Start of Block

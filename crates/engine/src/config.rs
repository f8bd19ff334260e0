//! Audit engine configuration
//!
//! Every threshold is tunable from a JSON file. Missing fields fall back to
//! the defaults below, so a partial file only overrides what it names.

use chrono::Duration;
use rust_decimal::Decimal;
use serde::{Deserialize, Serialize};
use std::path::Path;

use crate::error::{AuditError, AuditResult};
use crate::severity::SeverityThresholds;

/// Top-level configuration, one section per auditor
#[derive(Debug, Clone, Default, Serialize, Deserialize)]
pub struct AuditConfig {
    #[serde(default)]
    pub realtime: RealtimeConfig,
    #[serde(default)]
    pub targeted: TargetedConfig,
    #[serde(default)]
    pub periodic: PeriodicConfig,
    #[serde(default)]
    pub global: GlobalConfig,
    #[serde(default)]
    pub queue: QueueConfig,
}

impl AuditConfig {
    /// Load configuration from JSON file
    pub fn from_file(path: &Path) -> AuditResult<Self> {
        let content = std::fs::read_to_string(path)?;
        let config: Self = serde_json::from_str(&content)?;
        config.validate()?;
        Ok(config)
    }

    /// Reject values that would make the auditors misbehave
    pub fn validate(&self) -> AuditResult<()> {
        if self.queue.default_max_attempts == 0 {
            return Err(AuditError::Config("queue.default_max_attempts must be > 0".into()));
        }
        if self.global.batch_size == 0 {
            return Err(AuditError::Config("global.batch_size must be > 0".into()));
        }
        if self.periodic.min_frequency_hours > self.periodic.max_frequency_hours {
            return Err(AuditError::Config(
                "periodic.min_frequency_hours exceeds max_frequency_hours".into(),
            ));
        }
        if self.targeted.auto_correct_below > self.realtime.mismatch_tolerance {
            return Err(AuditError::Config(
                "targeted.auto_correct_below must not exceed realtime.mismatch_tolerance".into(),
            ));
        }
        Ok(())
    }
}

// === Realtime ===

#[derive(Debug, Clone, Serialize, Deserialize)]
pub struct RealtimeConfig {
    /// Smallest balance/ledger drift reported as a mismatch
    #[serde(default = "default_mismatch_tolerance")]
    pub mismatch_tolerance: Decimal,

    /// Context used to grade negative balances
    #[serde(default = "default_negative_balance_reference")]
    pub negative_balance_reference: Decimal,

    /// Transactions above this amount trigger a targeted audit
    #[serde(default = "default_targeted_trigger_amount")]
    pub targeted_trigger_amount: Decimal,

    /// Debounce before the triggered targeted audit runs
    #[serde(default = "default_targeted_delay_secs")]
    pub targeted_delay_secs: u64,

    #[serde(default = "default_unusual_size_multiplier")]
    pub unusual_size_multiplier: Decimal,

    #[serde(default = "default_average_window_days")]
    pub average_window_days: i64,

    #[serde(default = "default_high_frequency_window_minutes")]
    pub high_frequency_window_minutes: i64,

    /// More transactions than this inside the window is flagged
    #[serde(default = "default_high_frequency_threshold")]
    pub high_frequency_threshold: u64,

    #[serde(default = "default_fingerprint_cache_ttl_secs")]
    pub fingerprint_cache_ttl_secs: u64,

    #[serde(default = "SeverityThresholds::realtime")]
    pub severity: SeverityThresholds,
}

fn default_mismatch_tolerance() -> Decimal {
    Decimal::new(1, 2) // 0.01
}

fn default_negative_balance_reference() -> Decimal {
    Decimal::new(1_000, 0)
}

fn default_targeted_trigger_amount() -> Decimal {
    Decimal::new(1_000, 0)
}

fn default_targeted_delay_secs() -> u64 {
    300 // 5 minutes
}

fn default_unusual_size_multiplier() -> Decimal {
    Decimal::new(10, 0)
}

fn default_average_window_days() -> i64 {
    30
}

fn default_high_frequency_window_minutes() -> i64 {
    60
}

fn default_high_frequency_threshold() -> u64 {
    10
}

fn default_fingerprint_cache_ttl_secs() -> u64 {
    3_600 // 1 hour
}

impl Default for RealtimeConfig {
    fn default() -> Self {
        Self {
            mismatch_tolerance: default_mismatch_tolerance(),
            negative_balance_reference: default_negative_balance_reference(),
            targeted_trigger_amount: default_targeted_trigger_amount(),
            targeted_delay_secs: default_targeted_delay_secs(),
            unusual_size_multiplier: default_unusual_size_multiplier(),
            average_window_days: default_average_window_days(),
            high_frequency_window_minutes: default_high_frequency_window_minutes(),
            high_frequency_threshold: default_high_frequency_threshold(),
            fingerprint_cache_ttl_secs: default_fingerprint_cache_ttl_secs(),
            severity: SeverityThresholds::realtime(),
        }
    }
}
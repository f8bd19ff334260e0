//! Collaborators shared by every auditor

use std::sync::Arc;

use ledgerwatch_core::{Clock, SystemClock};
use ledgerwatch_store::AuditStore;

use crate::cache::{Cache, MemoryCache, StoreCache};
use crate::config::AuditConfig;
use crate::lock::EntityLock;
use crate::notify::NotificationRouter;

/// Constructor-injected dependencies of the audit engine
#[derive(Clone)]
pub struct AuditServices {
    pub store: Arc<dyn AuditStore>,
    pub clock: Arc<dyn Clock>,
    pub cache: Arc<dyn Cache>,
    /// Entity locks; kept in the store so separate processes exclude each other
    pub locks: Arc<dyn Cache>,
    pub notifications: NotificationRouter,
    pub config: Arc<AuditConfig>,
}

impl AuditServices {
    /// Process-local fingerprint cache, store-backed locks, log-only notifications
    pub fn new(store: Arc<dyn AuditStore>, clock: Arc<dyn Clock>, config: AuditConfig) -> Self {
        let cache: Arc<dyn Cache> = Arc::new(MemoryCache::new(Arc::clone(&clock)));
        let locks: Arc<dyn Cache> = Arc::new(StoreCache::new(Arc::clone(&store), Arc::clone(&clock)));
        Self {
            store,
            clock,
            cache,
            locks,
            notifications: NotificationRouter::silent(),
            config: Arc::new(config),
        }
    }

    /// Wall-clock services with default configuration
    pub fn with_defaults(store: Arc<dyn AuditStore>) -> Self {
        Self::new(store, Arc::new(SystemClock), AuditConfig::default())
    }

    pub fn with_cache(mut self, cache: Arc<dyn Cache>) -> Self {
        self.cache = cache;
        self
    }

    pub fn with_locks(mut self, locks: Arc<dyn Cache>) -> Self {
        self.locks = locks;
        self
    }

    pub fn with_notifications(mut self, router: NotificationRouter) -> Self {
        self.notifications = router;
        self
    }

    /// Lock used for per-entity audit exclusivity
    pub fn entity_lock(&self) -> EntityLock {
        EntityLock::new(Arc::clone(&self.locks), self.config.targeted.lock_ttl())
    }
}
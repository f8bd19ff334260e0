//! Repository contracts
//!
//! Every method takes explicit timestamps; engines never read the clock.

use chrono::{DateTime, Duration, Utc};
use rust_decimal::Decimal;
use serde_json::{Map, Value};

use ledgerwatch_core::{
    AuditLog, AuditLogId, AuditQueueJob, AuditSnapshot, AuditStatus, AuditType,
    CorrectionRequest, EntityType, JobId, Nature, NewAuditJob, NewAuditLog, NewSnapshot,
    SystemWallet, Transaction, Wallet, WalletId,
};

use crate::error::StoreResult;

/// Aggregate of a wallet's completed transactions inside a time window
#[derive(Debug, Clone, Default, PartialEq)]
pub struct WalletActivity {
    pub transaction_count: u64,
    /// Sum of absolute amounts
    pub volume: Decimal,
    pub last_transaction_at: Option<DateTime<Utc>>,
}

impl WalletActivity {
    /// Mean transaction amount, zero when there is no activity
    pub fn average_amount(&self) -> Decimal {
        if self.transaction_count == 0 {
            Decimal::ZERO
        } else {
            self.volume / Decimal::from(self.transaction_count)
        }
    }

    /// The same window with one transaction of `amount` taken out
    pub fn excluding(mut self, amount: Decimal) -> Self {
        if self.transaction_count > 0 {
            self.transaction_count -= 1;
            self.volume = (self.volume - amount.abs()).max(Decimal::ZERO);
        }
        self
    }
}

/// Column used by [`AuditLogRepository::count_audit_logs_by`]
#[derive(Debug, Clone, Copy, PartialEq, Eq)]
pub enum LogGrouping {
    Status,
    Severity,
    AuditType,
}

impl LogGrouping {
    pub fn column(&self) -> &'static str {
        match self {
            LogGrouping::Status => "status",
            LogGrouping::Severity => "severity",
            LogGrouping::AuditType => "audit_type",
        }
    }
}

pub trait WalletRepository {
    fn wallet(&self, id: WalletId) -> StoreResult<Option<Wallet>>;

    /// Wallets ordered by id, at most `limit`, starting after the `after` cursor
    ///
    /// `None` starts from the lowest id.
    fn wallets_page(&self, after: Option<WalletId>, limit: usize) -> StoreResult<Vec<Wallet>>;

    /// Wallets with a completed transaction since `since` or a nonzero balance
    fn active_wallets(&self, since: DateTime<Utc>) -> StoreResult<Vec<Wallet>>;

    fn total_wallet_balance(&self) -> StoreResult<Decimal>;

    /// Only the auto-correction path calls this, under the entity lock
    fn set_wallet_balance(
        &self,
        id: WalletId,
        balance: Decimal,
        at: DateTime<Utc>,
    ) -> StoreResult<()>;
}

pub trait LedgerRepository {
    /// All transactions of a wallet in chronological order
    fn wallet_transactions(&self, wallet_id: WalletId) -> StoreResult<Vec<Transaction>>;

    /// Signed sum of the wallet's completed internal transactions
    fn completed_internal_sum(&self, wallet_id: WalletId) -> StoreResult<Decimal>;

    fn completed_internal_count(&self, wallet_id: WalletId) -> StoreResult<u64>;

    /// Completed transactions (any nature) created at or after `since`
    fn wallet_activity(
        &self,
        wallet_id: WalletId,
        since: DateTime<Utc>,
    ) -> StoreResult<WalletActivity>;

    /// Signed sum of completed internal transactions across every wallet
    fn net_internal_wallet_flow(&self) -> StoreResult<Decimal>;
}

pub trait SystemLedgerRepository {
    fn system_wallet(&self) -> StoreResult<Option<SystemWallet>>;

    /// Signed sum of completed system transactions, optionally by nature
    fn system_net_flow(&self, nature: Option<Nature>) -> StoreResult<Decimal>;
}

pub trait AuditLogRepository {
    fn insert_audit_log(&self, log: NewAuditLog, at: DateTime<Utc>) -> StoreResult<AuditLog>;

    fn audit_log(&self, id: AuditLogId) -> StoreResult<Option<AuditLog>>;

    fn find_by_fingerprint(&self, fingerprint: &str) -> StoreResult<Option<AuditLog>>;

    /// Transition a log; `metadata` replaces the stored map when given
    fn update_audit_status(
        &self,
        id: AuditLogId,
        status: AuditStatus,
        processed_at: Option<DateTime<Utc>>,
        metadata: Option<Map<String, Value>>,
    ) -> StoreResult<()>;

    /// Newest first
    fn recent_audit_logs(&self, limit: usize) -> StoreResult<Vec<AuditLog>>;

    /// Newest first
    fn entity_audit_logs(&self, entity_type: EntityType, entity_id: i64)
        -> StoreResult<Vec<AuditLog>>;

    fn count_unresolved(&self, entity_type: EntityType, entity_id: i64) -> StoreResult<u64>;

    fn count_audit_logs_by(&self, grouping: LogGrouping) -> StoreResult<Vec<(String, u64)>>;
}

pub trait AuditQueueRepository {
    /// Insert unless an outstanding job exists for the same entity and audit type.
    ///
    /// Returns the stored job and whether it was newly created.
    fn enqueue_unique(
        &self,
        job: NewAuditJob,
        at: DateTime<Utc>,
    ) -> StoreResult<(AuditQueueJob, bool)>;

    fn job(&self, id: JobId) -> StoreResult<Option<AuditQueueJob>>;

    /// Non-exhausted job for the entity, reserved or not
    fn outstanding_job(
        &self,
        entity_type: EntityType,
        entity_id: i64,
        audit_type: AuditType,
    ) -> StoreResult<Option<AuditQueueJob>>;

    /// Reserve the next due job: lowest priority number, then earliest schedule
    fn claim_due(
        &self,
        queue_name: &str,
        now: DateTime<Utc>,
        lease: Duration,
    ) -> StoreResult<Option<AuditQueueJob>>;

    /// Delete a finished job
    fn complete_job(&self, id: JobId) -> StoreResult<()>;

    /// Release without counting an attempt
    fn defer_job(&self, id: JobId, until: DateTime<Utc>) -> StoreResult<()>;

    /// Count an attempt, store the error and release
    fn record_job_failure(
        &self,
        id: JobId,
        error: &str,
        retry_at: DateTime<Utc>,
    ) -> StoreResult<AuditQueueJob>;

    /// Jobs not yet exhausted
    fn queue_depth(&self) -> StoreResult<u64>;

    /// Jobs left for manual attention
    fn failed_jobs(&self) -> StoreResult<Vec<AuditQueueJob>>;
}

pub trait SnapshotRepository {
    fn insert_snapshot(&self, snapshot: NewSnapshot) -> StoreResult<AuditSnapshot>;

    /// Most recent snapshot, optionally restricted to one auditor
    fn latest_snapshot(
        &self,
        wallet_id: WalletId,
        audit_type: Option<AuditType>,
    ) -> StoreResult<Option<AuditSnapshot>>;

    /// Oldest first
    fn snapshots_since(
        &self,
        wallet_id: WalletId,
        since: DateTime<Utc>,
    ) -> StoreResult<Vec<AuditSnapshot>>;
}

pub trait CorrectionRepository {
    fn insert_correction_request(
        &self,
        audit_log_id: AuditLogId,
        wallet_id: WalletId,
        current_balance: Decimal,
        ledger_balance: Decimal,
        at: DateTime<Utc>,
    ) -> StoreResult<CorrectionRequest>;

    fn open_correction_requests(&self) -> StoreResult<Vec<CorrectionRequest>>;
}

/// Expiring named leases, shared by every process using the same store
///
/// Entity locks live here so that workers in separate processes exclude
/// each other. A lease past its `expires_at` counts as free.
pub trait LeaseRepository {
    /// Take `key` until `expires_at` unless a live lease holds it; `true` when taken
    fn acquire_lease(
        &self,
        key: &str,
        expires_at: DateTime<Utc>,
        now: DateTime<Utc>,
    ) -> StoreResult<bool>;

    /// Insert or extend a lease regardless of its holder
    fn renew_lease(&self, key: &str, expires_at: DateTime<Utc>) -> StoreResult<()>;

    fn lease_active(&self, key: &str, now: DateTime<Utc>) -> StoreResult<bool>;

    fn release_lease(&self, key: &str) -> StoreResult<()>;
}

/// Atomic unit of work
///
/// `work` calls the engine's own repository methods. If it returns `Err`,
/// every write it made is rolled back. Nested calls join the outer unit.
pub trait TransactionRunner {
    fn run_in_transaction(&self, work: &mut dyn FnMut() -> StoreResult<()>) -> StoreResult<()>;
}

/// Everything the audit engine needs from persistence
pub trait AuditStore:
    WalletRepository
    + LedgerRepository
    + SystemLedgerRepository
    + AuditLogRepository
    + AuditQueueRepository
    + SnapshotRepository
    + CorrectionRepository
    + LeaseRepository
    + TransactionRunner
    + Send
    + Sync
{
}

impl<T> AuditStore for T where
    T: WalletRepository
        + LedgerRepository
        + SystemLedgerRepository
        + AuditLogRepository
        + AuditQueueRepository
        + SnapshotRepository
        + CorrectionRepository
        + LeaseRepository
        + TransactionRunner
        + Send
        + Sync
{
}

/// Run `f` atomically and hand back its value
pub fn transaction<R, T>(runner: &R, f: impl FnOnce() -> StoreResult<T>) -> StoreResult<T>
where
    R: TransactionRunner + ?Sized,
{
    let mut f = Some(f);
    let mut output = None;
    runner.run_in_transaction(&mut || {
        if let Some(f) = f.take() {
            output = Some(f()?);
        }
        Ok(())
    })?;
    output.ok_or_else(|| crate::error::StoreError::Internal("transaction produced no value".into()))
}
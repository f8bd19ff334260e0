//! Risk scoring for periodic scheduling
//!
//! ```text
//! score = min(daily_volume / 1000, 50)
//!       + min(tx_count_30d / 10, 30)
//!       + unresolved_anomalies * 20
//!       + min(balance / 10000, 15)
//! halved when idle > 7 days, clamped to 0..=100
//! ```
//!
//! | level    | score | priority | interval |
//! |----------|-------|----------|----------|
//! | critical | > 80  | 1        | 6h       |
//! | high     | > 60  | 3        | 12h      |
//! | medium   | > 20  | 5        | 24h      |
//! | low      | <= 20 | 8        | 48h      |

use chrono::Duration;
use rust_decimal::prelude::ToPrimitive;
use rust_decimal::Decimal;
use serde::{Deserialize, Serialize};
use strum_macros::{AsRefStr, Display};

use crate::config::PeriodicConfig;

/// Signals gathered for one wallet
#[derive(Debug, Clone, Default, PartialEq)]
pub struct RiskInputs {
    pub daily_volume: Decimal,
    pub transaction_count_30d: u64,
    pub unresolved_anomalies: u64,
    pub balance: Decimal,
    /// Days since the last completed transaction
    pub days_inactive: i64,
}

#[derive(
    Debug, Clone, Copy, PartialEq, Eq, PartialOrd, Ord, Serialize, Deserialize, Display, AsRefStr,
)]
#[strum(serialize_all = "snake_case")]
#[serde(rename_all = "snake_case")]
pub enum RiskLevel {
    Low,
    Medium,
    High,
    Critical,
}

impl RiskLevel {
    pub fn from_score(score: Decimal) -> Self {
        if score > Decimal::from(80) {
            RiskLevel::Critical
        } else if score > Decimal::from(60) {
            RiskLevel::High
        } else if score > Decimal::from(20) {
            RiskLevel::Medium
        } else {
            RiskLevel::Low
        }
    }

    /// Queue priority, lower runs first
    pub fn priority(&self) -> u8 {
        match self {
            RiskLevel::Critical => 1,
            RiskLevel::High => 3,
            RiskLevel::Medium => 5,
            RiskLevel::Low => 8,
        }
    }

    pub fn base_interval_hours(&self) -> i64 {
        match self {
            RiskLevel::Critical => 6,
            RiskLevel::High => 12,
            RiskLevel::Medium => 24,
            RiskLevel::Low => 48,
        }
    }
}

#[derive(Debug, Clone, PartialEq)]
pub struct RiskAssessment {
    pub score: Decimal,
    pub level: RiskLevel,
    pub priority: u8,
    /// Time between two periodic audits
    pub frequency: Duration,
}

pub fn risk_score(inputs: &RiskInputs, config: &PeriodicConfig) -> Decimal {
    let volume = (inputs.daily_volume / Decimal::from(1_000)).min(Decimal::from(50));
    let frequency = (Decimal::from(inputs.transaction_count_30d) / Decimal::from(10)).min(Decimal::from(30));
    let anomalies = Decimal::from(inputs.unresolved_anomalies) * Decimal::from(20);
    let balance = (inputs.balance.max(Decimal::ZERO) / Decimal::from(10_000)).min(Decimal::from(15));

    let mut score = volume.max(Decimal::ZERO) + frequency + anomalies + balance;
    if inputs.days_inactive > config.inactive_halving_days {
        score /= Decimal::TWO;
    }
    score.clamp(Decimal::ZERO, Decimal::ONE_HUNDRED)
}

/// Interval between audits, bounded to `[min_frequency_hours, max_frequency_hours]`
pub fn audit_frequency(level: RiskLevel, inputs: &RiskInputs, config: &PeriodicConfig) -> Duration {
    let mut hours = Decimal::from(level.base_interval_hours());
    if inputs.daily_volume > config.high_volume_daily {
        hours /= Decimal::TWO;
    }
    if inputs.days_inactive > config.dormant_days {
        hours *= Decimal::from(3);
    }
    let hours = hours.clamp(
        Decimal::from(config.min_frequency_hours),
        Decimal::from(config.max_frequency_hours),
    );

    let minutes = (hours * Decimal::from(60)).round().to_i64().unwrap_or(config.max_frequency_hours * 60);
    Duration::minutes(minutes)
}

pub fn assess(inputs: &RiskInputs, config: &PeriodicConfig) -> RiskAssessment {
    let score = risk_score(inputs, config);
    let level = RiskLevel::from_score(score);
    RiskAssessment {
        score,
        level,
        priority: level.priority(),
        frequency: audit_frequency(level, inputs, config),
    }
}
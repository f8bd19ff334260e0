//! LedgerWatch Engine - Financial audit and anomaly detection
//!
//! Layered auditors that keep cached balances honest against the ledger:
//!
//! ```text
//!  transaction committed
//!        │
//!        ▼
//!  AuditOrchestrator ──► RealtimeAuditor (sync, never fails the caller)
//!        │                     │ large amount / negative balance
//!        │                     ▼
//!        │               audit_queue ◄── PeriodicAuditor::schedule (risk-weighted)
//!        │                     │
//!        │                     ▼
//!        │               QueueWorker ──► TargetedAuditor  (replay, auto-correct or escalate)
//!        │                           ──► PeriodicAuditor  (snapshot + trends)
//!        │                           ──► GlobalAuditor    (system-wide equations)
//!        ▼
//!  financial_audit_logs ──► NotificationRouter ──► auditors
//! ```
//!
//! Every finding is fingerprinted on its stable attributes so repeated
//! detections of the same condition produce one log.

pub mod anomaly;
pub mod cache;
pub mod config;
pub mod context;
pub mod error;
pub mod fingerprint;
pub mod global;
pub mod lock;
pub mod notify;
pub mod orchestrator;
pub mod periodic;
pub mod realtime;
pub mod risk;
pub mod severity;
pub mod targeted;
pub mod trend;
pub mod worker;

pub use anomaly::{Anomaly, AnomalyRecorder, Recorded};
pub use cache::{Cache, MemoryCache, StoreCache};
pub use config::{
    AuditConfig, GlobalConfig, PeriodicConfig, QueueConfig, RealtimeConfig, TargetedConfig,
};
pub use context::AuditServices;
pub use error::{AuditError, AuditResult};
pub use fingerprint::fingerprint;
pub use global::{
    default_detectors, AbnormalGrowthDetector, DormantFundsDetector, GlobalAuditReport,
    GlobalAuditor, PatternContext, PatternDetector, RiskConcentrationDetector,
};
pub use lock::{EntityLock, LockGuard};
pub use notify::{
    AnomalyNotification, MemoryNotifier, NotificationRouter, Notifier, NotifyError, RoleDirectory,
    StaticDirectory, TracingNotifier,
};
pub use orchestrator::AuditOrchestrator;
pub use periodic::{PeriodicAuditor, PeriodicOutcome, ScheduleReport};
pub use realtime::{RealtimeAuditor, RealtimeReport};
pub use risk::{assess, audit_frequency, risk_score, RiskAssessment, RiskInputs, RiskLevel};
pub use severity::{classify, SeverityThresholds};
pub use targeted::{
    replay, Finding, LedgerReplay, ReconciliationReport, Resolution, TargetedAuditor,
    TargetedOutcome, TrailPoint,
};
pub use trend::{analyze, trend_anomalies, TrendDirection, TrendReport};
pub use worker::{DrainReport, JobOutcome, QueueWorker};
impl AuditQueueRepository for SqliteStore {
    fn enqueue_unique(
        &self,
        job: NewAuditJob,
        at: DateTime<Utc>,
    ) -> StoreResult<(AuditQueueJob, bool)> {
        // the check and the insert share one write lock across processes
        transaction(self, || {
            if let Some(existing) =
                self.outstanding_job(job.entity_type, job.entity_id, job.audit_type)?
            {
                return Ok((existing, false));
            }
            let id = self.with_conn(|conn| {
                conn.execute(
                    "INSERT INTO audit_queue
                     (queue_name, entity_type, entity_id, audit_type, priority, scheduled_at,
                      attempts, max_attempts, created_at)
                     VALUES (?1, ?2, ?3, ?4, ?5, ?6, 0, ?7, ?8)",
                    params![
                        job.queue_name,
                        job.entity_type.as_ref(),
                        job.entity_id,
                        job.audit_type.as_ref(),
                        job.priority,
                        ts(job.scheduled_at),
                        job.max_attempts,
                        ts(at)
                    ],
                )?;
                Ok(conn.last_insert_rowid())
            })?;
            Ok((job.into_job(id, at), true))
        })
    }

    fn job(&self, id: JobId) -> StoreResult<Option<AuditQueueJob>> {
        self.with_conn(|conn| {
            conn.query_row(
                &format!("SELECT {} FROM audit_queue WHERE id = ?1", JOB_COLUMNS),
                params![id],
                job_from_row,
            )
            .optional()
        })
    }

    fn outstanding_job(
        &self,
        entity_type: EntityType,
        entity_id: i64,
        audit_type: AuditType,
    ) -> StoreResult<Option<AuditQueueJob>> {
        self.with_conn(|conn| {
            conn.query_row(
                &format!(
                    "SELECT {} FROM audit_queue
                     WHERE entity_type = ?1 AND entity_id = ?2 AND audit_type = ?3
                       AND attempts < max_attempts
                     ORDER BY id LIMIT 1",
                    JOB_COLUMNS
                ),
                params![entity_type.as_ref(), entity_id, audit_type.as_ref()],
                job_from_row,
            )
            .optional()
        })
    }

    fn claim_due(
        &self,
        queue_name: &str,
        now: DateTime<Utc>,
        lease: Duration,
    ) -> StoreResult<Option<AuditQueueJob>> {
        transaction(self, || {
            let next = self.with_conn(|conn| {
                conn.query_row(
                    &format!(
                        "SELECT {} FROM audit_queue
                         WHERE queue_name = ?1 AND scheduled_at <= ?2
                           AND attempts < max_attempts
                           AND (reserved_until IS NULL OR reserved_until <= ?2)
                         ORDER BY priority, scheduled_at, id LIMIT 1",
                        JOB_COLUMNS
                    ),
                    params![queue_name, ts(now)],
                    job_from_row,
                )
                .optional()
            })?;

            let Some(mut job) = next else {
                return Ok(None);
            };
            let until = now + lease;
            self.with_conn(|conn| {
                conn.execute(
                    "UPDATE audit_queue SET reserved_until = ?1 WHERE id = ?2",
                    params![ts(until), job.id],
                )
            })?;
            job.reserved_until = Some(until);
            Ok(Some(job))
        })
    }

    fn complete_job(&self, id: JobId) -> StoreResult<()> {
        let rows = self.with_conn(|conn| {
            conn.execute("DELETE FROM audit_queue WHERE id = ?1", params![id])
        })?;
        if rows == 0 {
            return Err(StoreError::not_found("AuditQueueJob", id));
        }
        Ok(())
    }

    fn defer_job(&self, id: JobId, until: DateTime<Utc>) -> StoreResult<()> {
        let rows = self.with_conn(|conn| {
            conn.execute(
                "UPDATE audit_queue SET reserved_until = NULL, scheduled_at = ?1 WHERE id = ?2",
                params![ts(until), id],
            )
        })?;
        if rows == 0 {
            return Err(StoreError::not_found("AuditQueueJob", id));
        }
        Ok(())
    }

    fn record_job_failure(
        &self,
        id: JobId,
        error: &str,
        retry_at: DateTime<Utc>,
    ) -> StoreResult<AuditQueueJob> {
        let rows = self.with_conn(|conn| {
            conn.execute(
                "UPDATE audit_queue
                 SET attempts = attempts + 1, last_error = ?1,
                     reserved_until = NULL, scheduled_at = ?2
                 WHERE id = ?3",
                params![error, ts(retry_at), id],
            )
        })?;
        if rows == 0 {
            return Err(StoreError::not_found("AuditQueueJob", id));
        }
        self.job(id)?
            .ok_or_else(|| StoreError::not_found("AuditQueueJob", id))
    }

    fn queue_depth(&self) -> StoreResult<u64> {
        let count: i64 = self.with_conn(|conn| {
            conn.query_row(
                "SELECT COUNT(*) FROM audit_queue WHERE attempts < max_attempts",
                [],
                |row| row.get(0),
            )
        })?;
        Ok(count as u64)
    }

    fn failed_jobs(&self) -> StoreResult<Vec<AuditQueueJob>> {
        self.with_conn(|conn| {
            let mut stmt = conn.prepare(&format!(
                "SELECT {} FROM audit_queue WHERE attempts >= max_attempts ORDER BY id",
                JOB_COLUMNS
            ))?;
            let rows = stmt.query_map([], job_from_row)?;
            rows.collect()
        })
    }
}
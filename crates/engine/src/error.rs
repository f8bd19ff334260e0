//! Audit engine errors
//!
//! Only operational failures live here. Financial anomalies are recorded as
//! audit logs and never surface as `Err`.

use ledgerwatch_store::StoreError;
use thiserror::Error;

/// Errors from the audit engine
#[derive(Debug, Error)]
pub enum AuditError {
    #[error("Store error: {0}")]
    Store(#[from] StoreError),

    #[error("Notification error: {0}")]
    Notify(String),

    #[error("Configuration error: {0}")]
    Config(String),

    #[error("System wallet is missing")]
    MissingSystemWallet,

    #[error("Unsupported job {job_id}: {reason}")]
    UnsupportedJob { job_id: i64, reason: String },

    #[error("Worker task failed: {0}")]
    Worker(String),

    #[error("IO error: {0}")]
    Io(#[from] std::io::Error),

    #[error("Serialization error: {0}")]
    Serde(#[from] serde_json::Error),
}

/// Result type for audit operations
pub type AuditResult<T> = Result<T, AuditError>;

End of Block

## Work order
Where the string "across" occurs in a line of the listing, copy the line.

## Problem solution
    /// Signed sum of completed internal transactions across every wallet
        // the check and the insert share one write lock across processes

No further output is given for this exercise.